**Task item:** Some lines in the listing may contain the word "chosen". Say how many, with the number alone.
++++++++++
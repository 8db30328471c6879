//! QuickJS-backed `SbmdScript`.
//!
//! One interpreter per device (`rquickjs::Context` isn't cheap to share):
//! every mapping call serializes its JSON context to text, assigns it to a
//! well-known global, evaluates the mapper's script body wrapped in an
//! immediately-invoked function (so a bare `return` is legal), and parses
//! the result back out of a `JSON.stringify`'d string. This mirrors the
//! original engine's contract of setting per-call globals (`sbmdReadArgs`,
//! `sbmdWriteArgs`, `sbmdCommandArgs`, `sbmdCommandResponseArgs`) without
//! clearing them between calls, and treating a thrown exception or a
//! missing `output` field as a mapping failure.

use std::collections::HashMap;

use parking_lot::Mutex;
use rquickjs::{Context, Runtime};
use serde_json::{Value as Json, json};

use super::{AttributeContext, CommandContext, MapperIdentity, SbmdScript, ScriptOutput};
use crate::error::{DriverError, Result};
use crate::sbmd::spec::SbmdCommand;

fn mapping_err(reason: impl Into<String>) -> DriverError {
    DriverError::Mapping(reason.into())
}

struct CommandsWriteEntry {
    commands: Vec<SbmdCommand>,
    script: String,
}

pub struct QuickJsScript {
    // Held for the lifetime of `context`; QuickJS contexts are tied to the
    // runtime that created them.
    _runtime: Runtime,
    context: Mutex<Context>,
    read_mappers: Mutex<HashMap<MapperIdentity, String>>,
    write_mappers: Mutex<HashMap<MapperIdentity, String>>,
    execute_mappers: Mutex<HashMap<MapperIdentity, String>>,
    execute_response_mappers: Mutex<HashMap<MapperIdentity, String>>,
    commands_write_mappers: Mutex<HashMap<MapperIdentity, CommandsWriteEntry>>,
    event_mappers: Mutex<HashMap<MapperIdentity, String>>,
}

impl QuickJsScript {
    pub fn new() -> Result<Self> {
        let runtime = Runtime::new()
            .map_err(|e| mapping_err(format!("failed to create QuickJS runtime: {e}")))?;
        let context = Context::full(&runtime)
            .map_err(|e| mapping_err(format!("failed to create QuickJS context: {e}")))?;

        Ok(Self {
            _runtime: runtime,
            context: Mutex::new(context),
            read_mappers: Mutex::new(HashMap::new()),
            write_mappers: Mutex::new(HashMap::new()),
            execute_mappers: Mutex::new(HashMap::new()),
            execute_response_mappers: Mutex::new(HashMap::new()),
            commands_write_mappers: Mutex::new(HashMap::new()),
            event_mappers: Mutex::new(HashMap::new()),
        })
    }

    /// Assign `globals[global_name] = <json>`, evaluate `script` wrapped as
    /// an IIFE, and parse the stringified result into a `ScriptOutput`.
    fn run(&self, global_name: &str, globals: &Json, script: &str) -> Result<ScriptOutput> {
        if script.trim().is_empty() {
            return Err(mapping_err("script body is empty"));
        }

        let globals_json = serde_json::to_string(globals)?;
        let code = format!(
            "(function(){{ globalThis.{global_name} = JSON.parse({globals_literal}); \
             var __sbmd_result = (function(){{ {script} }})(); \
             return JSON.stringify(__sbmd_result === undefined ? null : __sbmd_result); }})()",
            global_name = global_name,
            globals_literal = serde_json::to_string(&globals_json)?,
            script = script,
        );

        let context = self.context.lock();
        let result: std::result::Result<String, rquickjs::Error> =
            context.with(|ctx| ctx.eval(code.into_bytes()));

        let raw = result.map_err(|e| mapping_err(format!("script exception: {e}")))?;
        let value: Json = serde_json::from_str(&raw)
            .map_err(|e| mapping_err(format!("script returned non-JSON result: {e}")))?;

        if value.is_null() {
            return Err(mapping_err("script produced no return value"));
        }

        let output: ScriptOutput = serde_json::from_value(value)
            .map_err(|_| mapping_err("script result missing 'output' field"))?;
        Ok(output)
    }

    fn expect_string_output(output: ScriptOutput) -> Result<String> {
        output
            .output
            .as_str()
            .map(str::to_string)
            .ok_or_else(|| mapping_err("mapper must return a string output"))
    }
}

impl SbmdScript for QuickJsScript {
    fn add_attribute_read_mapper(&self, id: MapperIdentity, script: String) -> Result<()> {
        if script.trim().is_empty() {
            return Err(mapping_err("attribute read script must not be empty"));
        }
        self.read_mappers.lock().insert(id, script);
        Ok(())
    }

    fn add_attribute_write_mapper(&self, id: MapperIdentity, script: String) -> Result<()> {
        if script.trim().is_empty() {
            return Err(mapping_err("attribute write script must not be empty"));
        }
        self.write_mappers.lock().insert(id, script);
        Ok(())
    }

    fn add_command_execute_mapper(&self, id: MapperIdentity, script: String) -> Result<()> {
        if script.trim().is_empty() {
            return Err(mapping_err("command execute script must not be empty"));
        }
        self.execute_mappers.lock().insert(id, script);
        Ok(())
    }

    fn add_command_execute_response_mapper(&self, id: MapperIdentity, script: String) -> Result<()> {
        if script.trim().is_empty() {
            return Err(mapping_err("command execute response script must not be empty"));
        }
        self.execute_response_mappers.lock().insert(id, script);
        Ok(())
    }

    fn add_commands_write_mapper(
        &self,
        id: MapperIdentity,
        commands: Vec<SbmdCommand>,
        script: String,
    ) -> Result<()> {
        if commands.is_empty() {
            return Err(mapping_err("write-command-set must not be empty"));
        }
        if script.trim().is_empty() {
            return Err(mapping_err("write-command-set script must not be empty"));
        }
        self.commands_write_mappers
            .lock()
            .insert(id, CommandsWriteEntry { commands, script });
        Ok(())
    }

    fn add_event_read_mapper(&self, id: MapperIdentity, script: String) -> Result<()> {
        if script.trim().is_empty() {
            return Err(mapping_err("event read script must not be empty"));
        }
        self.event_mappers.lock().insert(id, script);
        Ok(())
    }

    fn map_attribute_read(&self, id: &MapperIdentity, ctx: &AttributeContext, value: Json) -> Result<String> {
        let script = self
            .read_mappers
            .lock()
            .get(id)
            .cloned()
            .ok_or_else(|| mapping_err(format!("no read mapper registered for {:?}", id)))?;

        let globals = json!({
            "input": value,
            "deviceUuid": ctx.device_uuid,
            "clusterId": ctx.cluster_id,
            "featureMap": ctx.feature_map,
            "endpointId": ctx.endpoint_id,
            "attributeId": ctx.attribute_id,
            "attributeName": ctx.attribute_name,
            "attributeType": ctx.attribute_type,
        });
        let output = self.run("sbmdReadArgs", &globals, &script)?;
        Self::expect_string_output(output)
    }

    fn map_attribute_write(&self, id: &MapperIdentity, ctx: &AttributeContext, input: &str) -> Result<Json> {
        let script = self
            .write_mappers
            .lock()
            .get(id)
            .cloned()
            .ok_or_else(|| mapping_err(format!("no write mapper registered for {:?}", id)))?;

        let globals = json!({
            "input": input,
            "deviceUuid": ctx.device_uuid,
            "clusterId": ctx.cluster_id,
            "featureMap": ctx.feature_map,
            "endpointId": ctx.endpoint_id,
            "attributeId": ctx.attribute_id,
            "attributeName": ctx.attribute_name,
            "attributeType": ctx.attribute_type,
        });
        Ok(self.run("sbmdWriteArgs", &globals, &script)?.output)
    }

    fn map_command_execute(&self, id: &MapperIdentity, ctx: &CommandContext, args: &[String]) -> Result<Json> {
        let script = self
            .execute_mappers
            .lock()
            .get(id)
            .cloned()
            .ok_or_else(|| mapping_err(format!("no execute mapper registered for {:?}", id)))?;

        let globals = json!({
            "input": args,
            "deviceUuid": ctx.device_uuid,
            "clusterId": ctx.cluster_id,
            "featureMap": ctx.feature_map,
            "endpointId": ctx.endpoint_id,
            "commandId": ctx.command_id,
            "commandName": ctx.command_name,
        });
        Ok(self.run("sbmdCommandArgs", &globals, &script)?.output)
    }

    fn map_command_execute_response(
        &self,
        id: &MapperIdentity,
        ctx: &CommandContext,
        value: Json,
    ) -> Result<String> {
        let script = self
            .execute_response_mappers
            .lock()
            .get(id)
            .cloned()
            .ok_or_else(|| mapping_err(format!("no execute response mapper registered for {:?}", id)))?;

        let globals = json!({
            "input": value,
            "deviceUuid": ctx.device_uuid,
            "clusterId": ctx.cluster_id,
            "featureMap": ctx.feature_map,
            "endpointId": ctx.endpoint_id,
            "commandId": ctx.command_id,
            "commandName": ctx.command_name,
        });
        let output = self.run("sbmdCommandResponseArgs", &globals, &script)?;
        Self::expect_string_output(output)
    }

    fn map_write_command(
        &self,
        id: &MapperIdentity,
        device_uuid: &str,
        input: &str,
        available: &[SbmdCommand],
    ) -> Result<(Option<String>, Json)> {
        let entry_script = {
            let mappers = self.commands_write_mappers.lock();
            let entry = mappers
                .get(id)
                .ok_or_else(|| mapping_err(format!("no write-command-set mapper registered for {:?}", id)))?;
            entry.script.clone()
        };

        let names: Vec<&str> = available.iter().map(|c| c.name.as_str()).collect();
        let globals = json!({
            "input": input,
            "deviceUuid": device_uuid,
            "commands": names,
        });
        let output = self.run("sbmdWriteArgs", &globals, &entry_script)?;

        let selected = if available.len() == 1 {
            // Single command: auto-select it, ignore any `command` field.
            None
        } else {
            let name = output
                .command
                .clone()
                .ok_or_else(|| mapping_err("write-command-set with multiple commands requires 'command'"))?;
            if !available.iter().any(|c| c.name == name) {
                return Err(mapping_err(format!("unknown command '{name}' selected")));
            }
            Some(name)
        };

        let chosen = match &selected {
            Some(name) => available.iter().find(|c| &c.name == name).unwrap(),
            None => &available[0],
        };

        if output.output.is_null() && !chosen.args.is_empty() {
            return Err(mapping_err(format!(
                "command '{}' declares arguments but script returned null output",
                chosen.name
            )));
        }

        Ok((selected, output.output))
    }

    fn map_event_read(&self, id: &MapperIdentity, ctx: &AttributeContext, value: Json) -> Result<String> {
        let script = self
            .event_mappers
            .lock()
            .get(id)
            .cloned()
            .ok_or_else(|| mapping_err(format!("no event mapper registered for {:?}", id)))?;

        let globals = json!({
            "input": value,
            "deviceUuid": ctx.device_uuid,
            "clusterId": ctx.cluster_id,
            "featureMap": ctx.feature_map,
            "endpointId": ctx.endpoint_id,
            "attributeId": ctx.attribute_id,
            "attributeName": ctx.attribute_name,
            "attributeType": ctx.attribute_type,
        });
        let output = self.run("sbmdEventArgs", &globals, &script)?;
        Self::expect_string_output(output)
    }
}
++++++++++
**Result of this task:** 3